According to Helen Hill, CEO of Visit Charleston, the popular port city and its nearby islands and beaches are expecting a $523 million revenue loss during the period of March 22-April 18. Wayne Smith, professor and chair of the College of Charleston’s Hospitality and Tourism Management Department, summed the situation up succinctly for Greenville News: “Not even hurricanes do this.”

This is a would-be high season for South Carolina, so the travel shutdown is hitting particularly hard. But hotels in every part of the country are hurting right now. High-cost, independent boutiques, a last-decade beacon of the industry’s growing strength and diversity, are especially at risk, and have needed to think creatively to keep their names out there and cash coming in, while locking down future stays.

Gift cards have been the answer for many. A website called Hotel Credits currently represents 21 different properties, from Montauk to Bangkok, and sells discounted hotel gift certificates, most commonly $300 on a $200 purchase — for most of these hotels, that equates to 25-33% off a one-night stay — though some offer small credit values, like a $50 purchase for a $65 value, which can be applied to massages, surf lessons, or happy hour.
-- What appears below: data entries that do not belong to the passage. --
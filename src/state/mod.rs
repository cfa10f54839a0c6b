//! Run state, its reducer and derived metrics

mod metrics;
mod reducer;
mod run_state;

pub use metrics::compute_metrics;
pub use reducer::{CHANNELS, MergeStrategy, RunStateDelta, merge, strategy_for};
pub use run_state::{
    ErrorDetail, ErrorRecord, Metrics, RunContext, RunState, RunStatus, StepDuration,
    StepStatus, StepTraceEntry,
};
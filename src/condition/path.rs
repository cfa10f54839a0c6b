//! Dotted-path lookup into JSON values

use serde_json::Value;

/// Resolve `a.b.0.c` against a JSON value
///
/// Object segments are keys, array segments are zero-based indices.
pub fn lookup<'a>(context: &'a Value, path: &str) -> Option<&'a Value> {
    let path = path.trim();
    if path.is_empty() {
        return None;
    }

    path.split('.').try_fold(context, |current, segment| match current {
        Value::Object(map) => map.get(segment),
        Value::Array(items) => segment.parse::<usize>().ok().and_then(|i| items.get(i)),
        _ => None,
    })
}

#[cfg(test)]
mod tests {
    use super::*;
    use serde_json::json;

    #[test]
    fn test_nested_lookup() {
        let ctx = json!({"steps": {"fetch": {"items": [{"id": 7}]}}});
        assert_eq!(lookup(&ctx, "steps.fetch.items.0.id"), Some(&json!(7)));
    }

    #[test]
    fn test_missing_segments() {
        let ctx = json!({"a": {"b": 1}});
        assert_eq!(lookup(&ctx, "a.c"), None);
        assert_eq!(lookup(&ctx, "a.b.c"), None);
        assert_eq!(lookup(&ctx, ""), None);
    }

    #[test]
    fn test_null_is_present() {
        let ctx = json!({"a": null});
        assert_eq!(lookup(&ctx, "a"), Some(&Value::Null));
    }
}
A quick gander at Hotel Credits’s listings shows why the concept could work: if your finances are stable at the moment (a huge “if,” to be fair), dreaming about rooftop pools, vineyard lofts and beach clubs once this is all over is healthy, both for you and the economy. To continue the hurricane analogy — the recovery of storm-ravaged communities often depends on people coming in and spending money. Making a purchase now could even ensure that some of these hotels survive.

But what about the risk? What if these hotels can’t make it? And how long do these gift cards last? To the last query, they’ll last as long as they need to. If an expiration date isn’t explicitly stipulated, a gift certificate, by federal law, is in commission for five years. As for the long-term health of Hotel Credit-listed hotels, it is a gamble; even if the hotels stay open, there’s a chance rates are increased by the time they swing their doors open again, which could dilute the value of the gift card you purchased months before.

One approach, for those worried if a hotel is going to make it, is to “invest” in relief funds by purchasing “hotel bonds.” Buy Now, Stay Later is also representing over 20 hotels from Chicago to Cape Town, and is selling bonds in increments of $100 through the end of August. After a 60-day maturation, every $100 is assigned a value of $150. The idea, of course, is to help these places keep the lights on, until you can visit and enjoy it all again.

If you don’t recognize a hotel through Hotel Credits or Buy Now, Stay Later that you’ve stayed at/want to stay at, or perhaps even have a hotel in mind that you need to pull through this, try sending them an email. See if you can purchase a room for the end of summer, or early autumn, at a discounted rate. There’s a solid chance your favorite local already has a little-publicized system in place, or would be flexible in arranging a bespoke gift certificate.